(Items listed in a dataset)

=== Section Start ===

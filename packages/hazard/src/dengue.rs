//! Dengue assessor.
//!
//! Scores a resolved location against cluster centroids when both are
//! available. Without a location it classifies the island-wide case total;
//! without cluster data it returns a low-confidence default.

use health_risk_geo_models::Coordinate;
use health_risk_hazard_models::{
    DataStatus, HazardAssessment, HazardCluster, HazardKind, RiskLevel,
};

use crate::advice;
use crate::classify::{HYPERLOCAL_CONFIDENCE, REGION_WIDE_CONFIDENCE, UNAVAILABLE_CONFIDENCE};
use crate::cluster::{self, format_radius};
use crate::policy::AssessmentPolicy;

/// Total case count across every cluster.
#[must_use]
pub fn total_cases(clusters: &[HazardCluster]) -> u64 {
    clusters.iter().map(|c| u64::from(c.magnitude)).sum()
}

/// Assesses dengue risk.
#[must_use]
pub fn assess_dengue(
    origin: Option<Coordinate>,
    clusters: Option<&[HazardCluster]>,
    policy: &AssessmentPolicy,
) -> HazardAssessment {
    let Some(clusters) = clusters else {
        log::warn!("Dengue cluster data unavailable, using default assessment");
        return unavailable();
    };

    match origin {
        Some(origin) => hyperlocal(origin, clusters, policy),
        None => region_wide(clusters, policy),
    }
}

fn hyperlocal(
    origin: Coordinate,
    clusters: &[HazardCluster],
    policy: &AssessmentPolicy,
) -> HazardAssessment {
    let result = cluster::score(
        origin,
        clusters,
        &policy.dengue_rings,
        policy.info_radius_km,
    );
    let level = result.classify(&policy.dengue_score);

    let mut rationale = Vec::new();
    match &result.nearest {
        Some(nearest) => rationale.push(format!(
            "Nearest dengue cluster: {} ({} cases) {:.1} km away.",
            nearest.cluster.label, nearest.cluster.magnitude, nearest.distance_km
        )),
        None => rationale.push("No active dengue clusters reported.".to_string()),
    }

    for (ring, (count, cases)) in policy
        .dengue_rings
        .rings()
        .iter()
        .zip(result.bucket_counts.iter().zip(&result.bucket_magnitude_sums))
    {
        rationale.push(format!(
            "Within {}: {count} cluster(s), {cases} case(s).",
            format_radius(ring.radius_km)
        ));
    }

    if result.nearby_count > 0 {
        rationale.push(format!(
            "{} cluster(s) with {} case(s) within {}.",
            result.nearby_count,
            result.nearby_magnitude,
            format_radius(policy.info_radius_km)
        ));
    }

    rationale.push(format!(
        "Distance-weighted dengue score: {:.1}.",
        result.weighted_score
    ));

    log::debug!(
        "Dengue hyperlocal: score={:.1} level={level}",
        result.weighted_score
    );

    HazardAssessment {
        hazard_kind: HazardKind::Dengue,
        level,
        primary_metric: result.weighted_score,
        confidence: HYPERLOCAL_CONFIDENCE,
        data_status: DataStatus::Hyperlocal,
        air_quality_band: None,
        rationale,
        recommendations: advice::dengue_advice(level),
    }
}

#[allow(clippy::cast_precision_loss)]
fn region_wide(clusters: &[HazardCluster], policy: &AssessmentPolicy) -> HazardAssessment {
    let total = total_cases(clusters);
    let level = policy.region_dengue_cases.classify(total as f64);

    HazardAssessment {
        hazard_kind: HazardKind::Dengue,
        level,
        primary_metric: total as f64,
        confidence: REGION_WIDE_CONFIDENCE,
        data_status: DataStatus::RegionWide,
        air_quality_band: None,
        rationale: vec![
            "Location not resolved; using island-wide dengue totals.".to_string(),
            format!(
                "{total} case(s) across {} active cluster(s) island-wide.",
                clusters.len()
            ),
        ],
        recommendations: advice::dengue_advice(level),
    }
}

fn unavailable() -> HazardAssessment {
    HazardAssessment {
        hazard_kind: HazardKind::Dengue,
        level: RiskLevel::Low,
        primary_metric: 0.0,
        confidence: UNAVAILABLE_CONFIDENCE,
        data_status: DataStatus::Unavailable,
        air_quality_band: None,
        rationale: vec![advice::unavailable_rationale(HazardKind::Dengue)],
        recommendations: advice::dengue_advice(RiskLevel::Low),
    }
}
//! Haversine great-circle distance.

use health_risk_geo_models::Coordinate;

/// Mean Earth radius used for all distance calculations.
pub const EARTH_RADIUS_KM: f64 = 6371.0;

/// Great-circle distance between two coordinates in kilometres.
///
/// Symmetric, and exactly `0.0` for identical inputs.
#[must_use]
pub fn distance_km(a: Coordinate, b: Coordinate) -> f64 {
    let d_lat = (b.lat - a.lat).to_radians();
    let d_lng = (b.lng - a.lng).to_radians();

    let h = (d_lat / 2.0).sin().powi(2)
        + a.lat.to_radians().cos() * b.lat.to_radians().cos() * (d_lng / 2.0).sin().powi(2);

    // Rounding can push h a hair above 1 for antipodal points.
    2.0 * EARTH_RADIUS_KM * h.sqrt().min(1.0).asin()
}

#[cfg(test)]
mod tests {
    use super::*;
    use proptest::prelude::*;

    fn coord(lat: f64, lng: f64) -> Coordinate {
        Coordinate { lat, lng }
    }

    #[test]
    fn zero_for_identical_points() {
        let woodlands = coord(1.4382, 103.7890);
        assert!(distance_km(woodlands, woodlands).abs() < f64::EPSILON);
    }

    #[test]
    fn known_distance_woodlands_to_marina_bay() {
        let woodlands = coord(1.4382, 103.7890);
        let marina_bay = coord(1.2823, 103.8585);
        let d = distance_km(woodlands, marina_bay);
        assert!((18.5..19.5).contains(&d), "unexpected distance {d}");
    }

    #[test]
    fn one_degree_of_latitude_is_about_111_km() {
        let d = distance_km(coord(0.0, 0.0), coord(1.0, 0.0));
        assert!((d - 111.195).abs() < 0.01, "unexpected distance {d}");
    }

    #[test]
    fn antipodal_points_are_half_circumference() {
        let d = distance_km(coord(0.0, 0.0), coord(0.0, 180.0));
        assert!((d - std::f64::consts::PI * EARTH_RADIUS_KM).abs() < 1e-6);
    }

    proptest! {
        #[test]
        fn distance_is_symmetric(
            lat1 in -90.0f64..=90.0, lng1 in -180.0f64..=180.0,
            lat2 in -90.0f64..=90.0, lng2 in -180.0f64..=180.0,
        ) {
            let a = coord(lat1, lng1);
            let b = coord(lat2, lng2);
            prop_assert!((distance_km(a, b) - distance_km(b, a)).abs() < 1e-9);
        }

        #[test]
        fn distance_to_self_is_zero(lat in -90.0f64..=90.0, lng in -180.0f64..=180.0) {
            let a = coord(lat, lng);
            prop_assert!(distance_km(a, a).abs() < f64::EPSILON);
        }

        #[test]
        fn distance_is_bounded(
            lat1 in -90.0f64..=90.0, lng1 in -180.0f64..=180.0,
            lat2 in -90.0f64..=90.0, lng2 in -180.0f64..=180.0,
        ) {
            let d = distance_km(coord(lat1, lng1), coord(lat2, lng2));
            prop_assert!(d >= 0.0);
            prop_assert!(d <= std::f64::consts::PI * EARTH_RADIUS_KM + 1e-6);
        }
    }
}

=== Section End ===

* WORK TO COMPLETE
Look for the word "using". Copy out every line of the data that has it.

* EXERCISE ANSWER
        log::warn!("Dengue cluster data unavailable, using default assessment");
            "Location not resolved; using island-wide dengue totals.".to_string(),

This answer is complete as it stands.